[Source data]:
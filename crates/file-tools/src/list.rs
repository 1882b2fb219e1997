//! List Files Tool
//!
//! Recursive directory listing relative to the requested root.

use std::path::Path;

use agent_core::{ParameterSchema, ToolError, ToolSchema};
use serde::Deserialize;
use walkdir::WalkDir;

use crate::error::FileToolError;

pub const NAME: &str = "list_files";

#[derive(Debug, Default, Deserialize)]
pub struct ListFilesInput {
    /// Directory to list; current directory when absent
    #[serde(default)]
    pub path: Option<String>,
}

pub fn schema() -> ToolSchema {
    ToolSchema {
        name: NAME.into(),
        description: "List files and directories at a given path. If no path is provided, \
                      lists files in the current directory. Directories end with '/'."
            .into(),
        parameters: vec![ParameterSchema::optional(
            "path",
            "Optional relative path to list files from. Defaults to current directory if not provided.",
        )],
    }
}

pub async fn list_files(input: &serde_json::Value) -> Result<String, ToolError> {
    let input: ListFilesInput = if input.is_null() {
        ListFilesInput::default()
    } else {
        serde_json::from_value(input.clone())?
    };

    let root = input
        .path
        .filter(|p| !p.is_empty())
        .unwrap_or_else(|| ".".into());

    let entries = walk(&root).await?;
    tracing::debug!(root = %root, entries = entries.len(), "Listed directory");

    Ok(serde_json::Value::from(entries).to_string())
}

/// Every entry below `root` (root excluded), `/`-separated, dirs suffixed with `/`
async fn walk(root: &str) -> Result<Vec<String>, FileToolError> {
    let meta = match tokio::fs::metadata(root).await {
        Ok(meta) => meta,
        Err(e) if e.kind() == std::io::ErrorKind::NotFound => {
            return Err(FileToolError::DirectoryNotFound(root.into()));
        }
        Err(e) => {
            return Err(FileToolError::Read {
                path: root.into(),
                source: e,
            });
        }
    };
    if !meta.is_dir() {
        return Err(FileToolError::NotADirectory(root.into()));
    }

    let base = Path::new(root);
    let mut entries = Vec::new();

    for entry in WalkDir::new(base).min_depth(1).sort_by_file_name() {
        let entry = entry.map_err(|source| FileToolError::Walk {
            path: root.into(),
            source,
        })?;

        let Ok(relative) = entry.path().strip_prefix(base) else {
            continue;
        };
        let mut name = relative
            .components()
            .map(|c| c.as_os_str().to_string_lossy())
            .collect::<Vec<_>>()
            .join("/");

        if entry.file_type().is_dir() {
            name.push('/');
        }
        entries.push(name);
    }

    Ok(entries)
}

#[cfg(test)]
mod tests {
    use super::*;
    use serde_json::json;
    use std::collections::HashSet;

    fn fixture() -> tempfile::TempDir {
        let dir = tempfile::tempdir().unwrap();
        std::fs::write(dir.path().join("a.txt"), "a").unwrap();
        std::fs::create_dir(dir.path().join("sub")).unwrap();
        std::fs::write(dir.path().join("sub").join("b.txt"), "b").unwrap();
        dir
    }

    fn as_set(output: &str) -> HashSet<String> {
        serde_json::from_str::<Vec<String>>(output).unwrap().into_iter().collect()
    }

    #[tokio::test]
    async fn test_lists_recursively() {
        let dir = fixture();
        let root = dir.path().to_string_lossy().to_string();

        let output = list_files(&json!({ "path": root })).await.unwrap();
        let expected: HashSet<String> = ["a.txt", "sub/", "sub/b.txt"]
            .into_iter()
            .map(String::from)
            .collect();

        assert_eq!(as_set(&output), expected);
    }

    #[tokio::test]
    async fn test_root_is_excluded() {
        let dir = fixture();
        let root = dir.path().to_string_lossy().to_string();

        let entries = as_set(&list_files(&json!({ "path": root })).await.unwrap());
        assert!(!entries.contains(""));
        assert!(!entries.contains("/"));
        assert!(!entries.contains(&root));
    }

    #[tokio::test]
    async fn test_empty_directory() {
        let dir = tempfile::tempdir().unwrap();
        let output = list_files(&json!({ "path": dir.path() })).await.unwrap();
        assert_eq!(output, "[]");
    }

    #[tokio::test]
    async fn test_default_path_is_current_dir() {
        // cargo runs tests from the crate root, which always has a manifest
        let entries = as_set(&list_files(&json!({})).await.unwrap());
        assert!(entries.contains("Cargo.toml"));

        let null_entries = as_set(&list_files(&serde_json::Value::Null).await.unwrap());
        assert_eq!(entries, null_entries);
    }

    #[tokio::test]
    async fn test_missing_directory() {
        let dir = tempfile::tempdir().unwrap();
        let missing = dir.path().join("nope");

        let err = list_files(&json!({ "path": missing })).await.unwrap_err();
        assert!(err.to_string().starts_with("directory not found"));
    }

    #[tokio::test]
    async fn test_file_is_not_a_directory() {
        let dir = fixture();
        let file = dir.path().join("a.txt");

        let err = list_files(&json!({ "path": file })).await.unwrap_err();
        assert!(err.to_string().starts_with("not a directory"));
    }

    #[tokio::test]
    async fn test_wrong_argument_type() {
        let err = list_files(&json!({ "path": 42 })).await.unwrap_err();
        assert!(matches!(err, ToolError::Decode(_)));
    }
}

[Activity]: Search the data above and return each line in which "Result" occurs.

[Response box]:
pub async fn list_files(input: &serde_json::Value) -> Result<String, ToolError> {
async fn walk(root: &str) -> Result<Vec<String>, FileToolError> {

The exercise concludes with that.